(Available data)

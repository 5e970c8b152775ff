//! Physical chunk codec
//!
//! A chunk is one on-wire unit. A logical record is carried by one chunk or
//! by a group of chunks joined with the CF flag.

use bytes::{BufMut, Bytes};
use tracing::trace;

use super::length::{bytes_to_u64, u64_to_bytes};
use super::{ChunkFlags, Error, MAX_PAYLOAD_LEN, MIN_CHUNK_LEN, Result, TypeNameFormat};

/// One physical chunk
///
/// # Wire Format
///
/// ```text
///   7   6   5   4   3   2   1   0
/// +---+---+---+---+---+-----------+
/// | MB| ME| CF| SR| IL|    TNF    |
/// +---+---+---+---+---+-----------+
/// |          Type Length          |
/// +-------------------------------+
/// |  Payload Length (1 or 4, BE)  |
/// +-------------------------------+
/// |   ID Length (present if IL)   |
/// +-------------------------------+
/// |             Type              |
/// +-------------------------------+
/// |       ID (present if IL)      |
/// +-------------------------------+
/// |            Payload            |
/// +-------------------------------+
/// ```
///
/// Encoding trusts the declared lengths: keeping `type_length`, `id_length`
/// and `payload_length` consistent with the slices is the caller's job.
#[derive(Debug, Clone, Default, PartialEq, Eq)]
pub struct Chunk {
    /// MB/ME/CF/SR/IL
    pub flags: ChunkFlags,
    /// Type name format
    pub tnf: TypeNameFormat,
    /// Declared type length
    pub type_length: u8,
    /// Declared ID length (only written if IL is set)
    pub id_length: u8,
    /// Declared payload length
    pub payload_length: u32,
    /// Type bytes
    pub record_type: Bytes,
    /// ID bytes
    pub id: Bytes,
    /// Payload bytes
    pub payload: Bytes,
}

impl Chunk {
    /// Size of the serialized chunk, computed from the declared lengths
    #[must_use]
    pub fn encoded_len(&self) -> usize {
        let mut len = MIN_CHUNK_LEN;
        if !self.flags.short_record() {
            len += 3;
        }
        if self.flags.id_length_present() {
            len += 1 + usize::from(self.id_length);
        }
        len + usize::from(self.type_length) + self.payload.len()
    }

    /// Serialize the chunk
    #[must_use]
    pub fn encode(&self) -> Vec<u8> {
        let mut out = Vec::with_capacity(self.encoded_len());
        self.encode_into(&mut out);
        out
    }

    /// Serialize the chunk, appending to `out`
    pub fn encode_into(&self, out: &mut impl BufMut) {
        trace!(
            flags = %self.flags,
            tnf = %self.tnf,
            type_len = self.type_length,
            payload_len = self.payload_length,
            "encode chunk"
        );

        out.put_u8(self.flags.as_u8() | self.tnf.as_u8());
        out.put_u8(self.type_length);

        let width = if self.flags.short_record() { 1 } else { 4 };
        out.put_slice(&u64_to_bytes(u64::from(self.payload_length), width));

        if self.flags.id_length_present() {
            out.put_u8(self.id_length);
        }
        if self.type_length > 0 {
            out.put_slice(&self.record_type);
        }
        if self.flags.id_length_present() && self.id_length > 0 {
            out.put_slice(&self.id);
        }
        out.put_slice(&self.payload);
    }

    /// Parse one chunk from the front of `buf`
    ///
    /// Trailing bytes are left untouched. Returns the chunk and the number of
    /// bytes it occupied. Type, ID and payload share `buf`'s allocation.
    ///
    /// # Errors
    ///
    /// Returns [`Error::TruncatedInput`] if any field runs past the end of
    /// the buffer.
    pub fn decode(buf: &Bytes) -> Result<(Self, usize)> {
        let mut cursor = Cursor::new(buf);

        let first = cursor.read_u8()?;
        let flags = ChunkFlags::from_bits(first);
        let tnf = TypeNameFormat::from_bits(first);
        let type_length = cursor.read_u8()?;

        let width = if flags.short_record() { 1 } else { 4 };
        let raw_len = bytes_to_u64(&cursor.take(width)?);
        let payload_length = u32::try_from(raw_len).map_err(|_| Error::PayloadTooLarge {
            size: raw_len,
            max: MAX_PAYLOAD_LEN,
        })?;

        let id_length = if flags.id_length_present() {
            cursor.read_u8()?
        } else {
            0
        };

        let record_type = cursor.take(usize::from(type_length))?;
        let id = cursor.take(usize::from(id_length))?;
        let payload_size = usize::try_from(payload_length).map_err(|_| Error::PayloadTooLarge {
            size: raw_len,
            max: MAX_PAYLOAD_LEN,
        })?;
        let payload = cursor.take(payload_size)?;

        let chunk = Self {
            flags,
            tnf,
            type_length,
            id_length,
            payload_length,
            record_type,
            id,
            payload,
        };

        trace!(
            flags = %chunk.flags,
            tnf = %chunk.tnf,
            type_len = type_length,
            payload_len = payload_length,
            consumed = cursor.position(),
            "decoded chunk"
        );

        Ok((chunk, cursor.position()))
    }
}

/// Bounds-checked reader over a shared buffer
struct Cursor<'a> {
    buf: &'a Bytes,
    pos: usize,
}

impl<'a> Cursor<'a> {
    fn new(buf: &'a Bytes) -> Self {
        Self { buf, pos: 0 }
    }

    fn position(&self) -> usize {
        self.pos
    }

    fn remaining(&self) -> usize {
        self.buf.len() - self.pos
    }

    fn take(&mut self, n: usize) -> Result<Bytes> {
        let available = self.remaining();
        if n > available {
            return Err(Error::TruncatedInput {
                needed: n,
                available,
            });
        }
        let out = self.buf.slice(self.pos..self.pos + n);
        self.pos += n;
        Ok(out)
    }

    fn read_u8(&mut self) -> Result<u8> {
        let byte = self
            .buf
            .get(self.pos)
            .copied()
            .ok_or(Error::TruncatedInput {
                needed: 1,
                available: 0,
            })?;
        self.pos += 1;
        Ok(byte)
    }
}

(End Available data)

• Problem to work on: Restate each line above word for word.

• Response area:
repository 5e970c8b152775ff
//! Physical chunk codec
//!
//! A chunk is one on-wire unit. A logical record is carried by one chunk or
//! by a group of chunks joined with the CF flag.

use bytes::{BufMut, Bytes};
use tracing::trace;

use super::length::{bytes_to_u64, u64_to_bytes};
use super::{ChunkFlags, Error, MAX_PAYLOAD_LEN, MIN_CHUNK_LEN, Result, TypeNameFormat};

/// One physical chunk
///
/// # Wire Format
///
/// ```text
///   7   6   5   4   3   2   1   0
/// +---+---+---+---+---+-----------+
/// | MB| ME| CF| SR| IL|    TNF    |
/// +---+---+---+---+---+-----------+
/// |          Type Length          |
/// +-------------------------------+
/// |  Payload Length (1 or 4, BE)  |
/// +-------------------------------+
/// |   ID Length (present if IL)   |
/// +-------------------------------+
/// |             Type              |
/// +-------------------------------+
/// |       ID (present if IL)      |
/// +-------------------------------+
/// |            Payload            |
/// +-------------------------------+
/// ```
///
/// Encoding trusts the declared lengths: keeping `type_length`, `id_length`
/// and `payload_length` consistent with the slices is the caller's job.
#[derive(Debug, Clone, Default, PartialEq, Eq)]
pub struct Chunk {
    /// MB/ME/CF/SR/IL
    pub flags: ChunkFlags,
    /// Type name format
    pub tnf: TypeNameFormat,
    /// Declared type length
    pub type_length: u8,
    /// Declared ID length (only written if IL is set)
    pub id_length: u8,
    /// Declared payload length
    pub payload_length: u32,
    /// Type bytes
    pub record_type: Bytes,
    /// ID bytes
    pub id: Bytes,
    /// Payload bytes
    pub payload: Bytes,
}

impl Chunk {
    /// Size of the serialized chunk, computed from the declared lengths
    #[must_use]
    pub fn encoded_len(&self) -> usize {
        let mut len = MIN_CHUNK_LEN;
        if !self.flags.short_record() {
            len += 3;
        }
        if self.flags.id_length_present() {
            len += 1 + usize::from(self.id_length);
        }
        len + usize::from(self.type_length) + self.payload.len()
    }

    /// Serialize the chunk
    #[must_use]
    pub fn encode(&self) -> Vec<u8> {
        let mut out = Vec::with_capacity(self.encoded_len());
        self.encode_into(&mut out);
        out
    }

    /// Serialize the chunk, appending to `out`
    pub fn encode_into(&self, out: &mut impl BufMut) {
        trace!(
            flags = %self.flags,
            tnf = %self.tnf,
            type_len = self.type_length,
            payload_len = self.payload_length,
            "encode chunk"
        );

        out.put_u8(self.flags.as_u8() | self.tnf.as_u8());
        out.put_u8(self.type_length);

        let width = if self.flags.short_record() { 1 } else { 4 };
        out.put_slice(&u64_to_bytes(u64::from(self.payload_length), width));

        if self.flags.id_length_present() {
            out.put_u8(self.id_length);
        }
        if self.type_length > 0 {
            out.put_slice(&self.record_type);
        }
        if self.flags.id_length_present() && self.id_length > 0 {
            out.put_slice(&self.id);
        }
        out.put_slice(&self.payload);
    }

    /// Parse one chunk from the front of `buf`
    ///
    /// Trailing bytes are left untouched. Returns the chunk and the number of
    /// bytes it occupied. Type, ID and payload share `buf`'s allocation.
    ///
    /// # Errors
    ///
    /// Returns [`Error::TruncatedInput`] if any field runs past the end of
    /// the buffer.
    pub fn decode(buf: &Bytes) -> Result<(Self, usize)> {
        let mut cursor = Cursor::new(buf);

        let first = cursor.read_u8()?;
        let flags = ChunkFlags::from_bits(first);
        let tnf = TypeNameFormat::from_bits(first);
        let type_length = cursor.read_u8()?;

        let width = if flags.short_record() { 1 } else { 4 };
        let raw_len = bytes_to_u64(&cursor.take(width)?);
        let payload_length = u32::try_from(raw_len).map_err(|_| Error::PayloadTooLarge {
            size: raw_len,
            max: MAX_PAYLOAD_LEN,
        })?;

        let id_length = if flags.id_length_present() {
            cursor.read_u8()?
        } else {
            0
        };

        let record_type = cursor.take(usize::from(type_length))?;
        let id = cursor.take(usize::from(id_length))?;
        let payload_size = usize::try_from(payload_length).map_err(|_| Error::PayloadTooLarge {
            size: raw_len,
            max: MAX_PAYLOAD_LEN,
        })?;
        let payload = cursor.take(payload_size)?;

        let chunk = Self {
            flags,
            tnf,
            type_length,
            id_length,
            payload_length,
            record_type,
            id,
            payload,
        };

        trace!(
            flags = %chunk.flags,
            tnf = %chunk.tnf,
            type_len = type_length,
            payload_len = payload_length,
            consumed = cursor.position(),
            "decoded chunk"
        );

        Ok((chunk, cursor.position()))
    }
}

/// Bounds-checked reader over a shared buffer
struct Cursor<'a> {
    buf: &'a Bytes,
    pos: usize,
}

impl<'a> Cursor<'a> {
    fn new(buf: &'a Bytes) -> Self {
        Self { buf, pos: 0 }
    }

    fn position(&self) -> usize {
        self.pos
    }

    fn remaining(&self) -> usize {
        self.buf.len() - self.pos
    }

    fn take(&mut self, n: usize) -> Result<Bytes> {
        let available = self.remaining();
        if n > available {
            return Err(Error::TruncatedInput {
                needed: n,
                available,
            });
        }
        let out = self.buf.slice(self.pos..self.pos + n);
        self.pos += n;
        Ok(out)
    }

    fn read_u8(&mut self) -> Result<u8> {
        let byte = self
            .buf
            .get(self.pos)
            .copied()
            .ok_or(Error::TruncatedInput {
                needed: 1,
                available: 0,
            })?;
        self.pos += 1;
        Ok(byte)
    }
}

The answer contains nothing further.